Fraudsters on LinkedIn

CNBC just wrote an article about the fraudsters on LinkedIn. I was startled by some of the numbers. LinkedIn claimed to remove 32 million fake profiles in 2021 alone. Think about that number for a moment. This means that 32 million fake people were able to join!

I’ve written about LinkedIn before and what a depressing place it’s become. It’s sort of the hangout for the unemployable and marginally successful.
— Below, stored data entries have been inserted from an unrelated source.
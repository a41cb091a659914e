// --- File: crates/banklink_onboarding/src/lib.rs ---

pub mod doc;
pub mod handlers;
pub mod logic;
#[cfg(test)]
mod logic_proptest;
pub mod routes;

// Re-export for main backend
pub use handlers::OnboardingState;
pub use logic::{
    CompleteSubscriptionRequest, CompleteSubscriptionResponse, InitiatePlaidLinkRequest,
    InitiatePlaidLinkResponse, OnboardingError,
};
pub use routes::routes;
// --- File: crates/banklink_config/src/models.rs ---

use serde::Deserialize;
use std::fmt;

pub const DEFAULT_STRIPE_API_BASE: &str = "https://api.stripe.com";

// --- General Server Config ---
#[derive(Debug, Deserialize, Clone)]
pub struct ServerConfig {
    pub host: String,
    pub port: u16,
    /// Directory served at the root path for the frontend assets.
    pub static_dir: String,
}

// --- Stripe Config ---
// Secret key is usually supplied through STRIPE_SECRET_KEY.
#[derive(Deserialize, Clone)]
pub struct StripeConfig {
    pub secret_key: String,
    /// Recurring price every subscription is created against.
    pub price_id: String,
    pub api_base: String,
}

impl fmt::Debug for StripeConfig {
    fn fmt(&self, f: &mut fmt::Formatter<'_>) -> fmt::Result {
        f.debug_struct("StripeConfig")
            .field("secret_key", &"<redacted>")
            .field("price_id", &self.price_id)
            .field("api_base", &self.api_base)
            .finish()
    }
}

/// Plaid deployment the client talks to.
#[derive(Debug, Deserialize, Clone, Copy, PartialEq, Eq, Default)]
#[serde(rename_all = "lowercase")]
pub enum PlaidEnvironment {
    #[default]
    Sandbox,
    Development,
    Production,
}

impl PlaidEnvironment {
    pub fn base_url(&self) -> &'static str {
        match self {
            PlaidEnvironment::Sandbox => "https://sandbox.plaid.com",
            PlaidEnvironment::Development => "https://development.plaid.com",
            PlaidEnvironment::Production => "https://production.plaid.com",
        }
    }
}

// --- Plaid Config ---
// Client id and secret are usually supplied through PLAID_CLIENT_ID / PLAID_SECRET.
#[derive(Deserialize, Clone)]
pub struct PlaidConfig {
    pub client_id: String,
    pub secret: String,
    #[serde(default)]
    pub env: PlaidEnvironment,
    /// Name shown to the user inside the Plaid Link widget.
    pub client_name: String,
    /// Overrides the environment's host, used against local mocks.
    #[serde(default)]
    pub base_url: Option<String>,
}

impl PlaidConfig {
    pub fn api_base(&self) -> &str {
        self.base_url
            .as_deref()
            .unwrap_or_else(|| self.env.base_url())
    }
}

impl fmt::Debug for PlaidConfig {
    fn fmt(&self, f: &mut fmt::Formatter<'_>) -> fmt::Result {
        f.debug_struct("PlaidConfig")
            .field("client_id", &self.client_id)
            .field("secret", &"<redacted>")
            .field("env", &self.env)
            .field("client_name", &self.client_name)
            .field("base_url", &self.base_url)
            .finish()
    }
}

// --- Unified App Configuration ---
#[derive(Debug, Deserialize, Clone)]
pub struct AppConfig {
    pub server: ServerConfig,
    pub stripe: StripeConfig,
    pub plaid: PlaidConfig,
}

impl AppConfig {
    /// Rejects configurations that cannot possibly talk to either provider.
    pub fn validate(&self) -> Result<(), config::ConfigError> {
        let required = [
            ("stripe.secret_key", &self.stripe.secret_key),
            ("stripe.price_id", &self.stripe.price_id),
            ("stripe.api_base", &self.stripe.api_base),
            ("plaid.client_id", &self.plaid.client_id),
            ("plaid.secret", &self.plaid.secret),
        ];
        let missing: Vec<&str> = required
            .iter()
            .filter(|(_, value)| value.trim().is_empty())
            .map(|(path, _)| *path)
            .collect();

        if !missing.is_empty() {
            return Err(config::ConfigError::Message(format!(
                "missing required configuration values: {}",
                missing.join(", ")
            )));
        }
        if self.server.port == 0 {
            return Err(config::ConfigError::Message(
                "server.port must be non-zero".to_string(),
            ));
        }
        Ok(())
    }
}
I’ve been using it lately for Infrrd as I search for very targeted customers who may have an interest in some of our team and so far, in spite of my writing personal notes to each one, few respond. I now know why. I too get the constant scam from the Chinese company looking for US representation. I get that one almost every day. It’s an easy fraud to spot because the individual contacting me never has any connections to anyone else. It’s a fraud account that got through, and based on my daily email, it’s a lot who get through.

I’ve long held that LinkedIn is badly managed. I have zero respect for whoever runs the product. In fact, I think they are a political animal who doesn’t think about how the platform began and or even what matters to users. Anyone can create a fake profile and set of company credentials. If you list your history at a big company with some odd title, who’s going to know you weren’t really there?

As it is, I have people who list E@RTC as something they co-founded, when they didn’t. There were only two of us who started the thing. I know of another company that lists over 30 “current” employees when they don’t have half that. Roughly fifteen are former employees, but the CEO is fine with the bigger number because it makes him look more successful than he is.

Ever since Microsoft acquired LinkedIn, it’s been a crappy value and of little effectiveness other than for general backgrounders on people I meet. Outside of that, the platform still remains just as useless as it was the last time I wrote about it. The fact that it’s now the the focus of the FBI because of rampant fraud isn’t surprising. In fact, I ask, what too so long?